Oigo un chasquido y vuelvo a notar el suelo bajo mis pies. Apoyo las manos sobre la mesa y la noto fría en contacto con mi piel ardiendo. Miro hacia todos los lados posibles. Está impoluto. Impoluto y vacío y me pregunto sin prisa cuánto tardará en venir alguien, me pregunto cuánto tiempo llevo ya aquí, a solas con mi memoria y no soy capaz de recordar. Me trajeron sin mucha ceremonia y ahora esperan fuera, hablando sobre mí, sobre lo que han visto, sobre lo que saben y lo que no y miden sus futuras palabras al milímetro. Probablemente hayan observado cada pequeño movimiento de mi cuerpo, mis facciones y se crean que me conocen. Intento visualizar sus caras pero no puedo. Intento recordar cualquier mínimo detalle de lo que ha ocurrido en las últimas horas y soy incapaz.

Es la misma áspera incapacidad que me atormenta cuando intento rememorar la última palabra que te dije, tu último gesto cuando, bañada en un mar rojo, me miraste como si no me estuvieras viendo. Aquella soledad que se apoderó de mis huesos en el mismo momento en el que tus labios se entreabrieron, desprendiéndose de la última gota de aire que poseían y tu belleza blanquecina se me hizo más verdadera que nunca, más dolorosa que nunca.
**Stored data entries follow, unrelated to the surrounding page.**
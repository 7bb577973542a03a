//! Compact ("bits") ↔ 256-bit target conversion.
//!
//! The decode keeps the reference chain's `a < 0x8000 → a *= 256`
//! normalization branch without touching the exponent — this looks like
//! a bug relative to the textbook compact-int encoding, but it is
//! load-bearing: RubyCoin's retarget chain was produced by exactly this
//! arithmetic, so "fixing" it would desync from every header after the
//! first epoch that exercises it.

use crate::u256::U256;

/// Decodes a compact `bits` value into its 256-bit target.
#[must_use]
pub fn target_from_bits(bits: u32) -> U256 {
    let exp = i64::from(bits >> 24);
    let mut mant = bits & 0x00FF_FFFF;
    if mant < 0x8000 {
        mant <<= 8;
    }

    let shift = 8 * (exp - 3);
    let base = U256::from(mant);
    if shift >= 0 {
        base << (shift as u32)
    } else {
        base >> ((-shift) as u32)
    }
}

/// Encodes a 256-bit target into its compact `bits` form.
#[must_use]
pub fn bits_from_target(target: U256) -> u32 {
    let bytes = target.to_be_bytes();
    // The reference encoder always drops the top byte before looking
    // for further leading zero bytes (its `("%064X" % target)[2:]`
    // slice); every valid RubyCoin target is well under 2^248, so that
    // top byte is always zero and this is a no-op in practice, but we
    // preserve the unconditional drop to stay bit-exact.
    let mut rest: &[u8] = &bytes[1..];
    let mut size: i64 = 31;
    while !rest.is_empty() && rest[0] == 0 {
        rest = &rest[1..];
        size -= 1;
    }

    let take = rest.len().min(3);
    let mut mant: u32 = 0;
    for &byte in &rest[..take] {
        mant = (mant << 8) | u32::from(byte);
    }

    if mant >= 0x0080_0000 {
        mant /= 256;
        size += 1;
    }

    mant.wrapping_add(0x0100_0000u32.wrapping_mul(size as u32))
}

#[cfg(test)]
mod tests {
    use super::*;
    use crate::consensus::MAX_TARGET_BITS;

    #[test]
    fn max_target_bits_roundtrip() {
        let target = target_from_bits(MAX_TARGET_BITS);
        assert_eq!(bits_from_target(target), MAX_TARGET_BITS);
    }

    #[test]
    fn max_target_matches_known_genesis_difficulty_hex() {
        let target = target_from_bits(MAX_TARGET_BITS);
        let hex = hex::encode(target.to_be_bytes());
        let expected = format!("00000ffff0{}", "00".repeat(27));
        assert_eq!(hex, expected);
        assert_eq!(hex.len(), 64);
    }

    #[test]
    fn small_and_large_bits_roundtrip() {
        for bits in [0x1d00_ffffu32, 0x1c00_8000, 0x1b0f_ffff, 0x1e0f_ffff] {
            let target = target_from_bits(bits);
            assert_eq!(bits_from_target(target), bits);
        }
    }
}
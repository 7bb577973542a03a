use header_types::consensus::{MAX_TARGET_BITS, TARGET_TIMESPAN_SECS};
use header_types::{bits_from_target, target_from_bits, Header, U256};

use crate::error::{CoreError, CoreResult};
use crate::store::HeaderStore;

/// Computes the expected `(bits, target)` for `epoch_index`.
///
/// Looks up the epoch boundary headers from `store` first, falling
/// back to `in_flight` (headers not yet persisted, e.g. the tail of a
/// chunk or catch-up chain currently being verified) — this lets the
/// chunk verifier and chain verifier share one retarget path instead of
/// each special-casing "not on disk yet".
///
/// Preserves the reference chain's asymmetric retarget window: the
/// timespan is measured across the *entire previous* epoch
/// (`first_of_prev_epoch` to `last_of_prev_epoch`), not Bitcoin's usual
/// `first_of_current` to `last_of_previous`. This is RubyCoin-specific
/// and must not be "corrected" to match upstream Bitcoin.
pub fn target_for(
    epoch_index: u64,
    store: &HeaderStore,
    in_flight: &[Header],
) -> CoreResult<(u32, U256)> {
    if epoch_index == 0 {
        return Ok((MAX_TARGET_BITS, target_from_bits(MAX_TARGET_BITS)));
    }

    let first_height = if epoch_index == 1 {
        0
    } else {
        (epoch_index - 1) * 2016 - 1
    };
    let last_height = epoch_index * 2016 - 1;

    let first = resolve_header(first_height, store, in_flight)?;
    let last = resolve_header(last_height, store, in_flight)?;

    let mut actual = i64::from(last.timestamp) - i64::from(first.timestamp);
    actual = actual.max(TARGET_TIMESPAN_SECS / 4);
    actual = actual.min(TARGET_TIMESPAN_SECS * 4);

    let target_prev = target_from_bits(last.bits);
    #[allow(clippy::cast_sign_loss)]
    let new_target = target_prev
        .mul_div_small(actual as u64, TARGET_TIMESPAN_SECS as u64)
        .min(target_from_bits(MAX_TARGET_BITS));

    Ok((bits_from_target(new_target), new_target))
}

fn resolve_header(height: u64, store: &HeaderStore, in_flight: &[Header]) -> CoreResult<Header> {
    if let Some(header) = store.read(height)? {
        return Ok(header);
    }
    in_flight
        .iter()
        .find(|h| h.block_height == height)
        .cloned()
        .ok_or_else(|| {
            CoreError::ChainInvalid(format!(
                "retarget: header at height {height} not found in store or in-flight chain"
            ))
        })
}
/// Error taxonomy for the header-chain engine.
///
/// Every verification-path variant is recovered locally by the
/// ingestion loop; only [`CoreError::StoreIo`] is allowed to escape and
/// bring the worker down.
#[derive(thiserror::Error, Debug)]
pub enum CoreError {
    #[error("malformed header: {0}")]
    MalformedHeader(#[from] header_types::MalformedHeader),

    #[error("chunk {epoch} invalid: {reason}")]
    ChunkInvalid { epoch: u64, reason: String },

    #[error("chain invalid: {0}")]
    ChainInvalid(String),

    #[error("peer request timed out")]
    RequestTimeout,

    #[error("store I/O error: {0}")]
    StoreIo(#[from] std::io::Error),

    #[error("bootstrap snapshot download failed: {0}")]
    BootstrapFailed(String),
}

pub type CoreResult<T> = Result<T, CoreError>;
La puerta se ha abierto bruscamente y la observo tambalearse aún, mientras me escupen palabras en la cara, como si temblara tras la irrupción del policía. El tiempo, que se había extendido de forma desigual durante los segundos que esperé a que entraran, parece haber adquirido ahora una consistencia espesa. Poco a poco voy recobrando la conciencia, la certeza de donde estoy, me noto los dedos de la mano, la tirantez del cuello y los sonidos se van materializando delante de mí: me acusan de asesinato y me piden que declare.

Los gritos. La comisaría. La sensación de haberte perdido mucho antes que ahora. Esbozo una sonrisa melancólica:

No tengo nada que decir.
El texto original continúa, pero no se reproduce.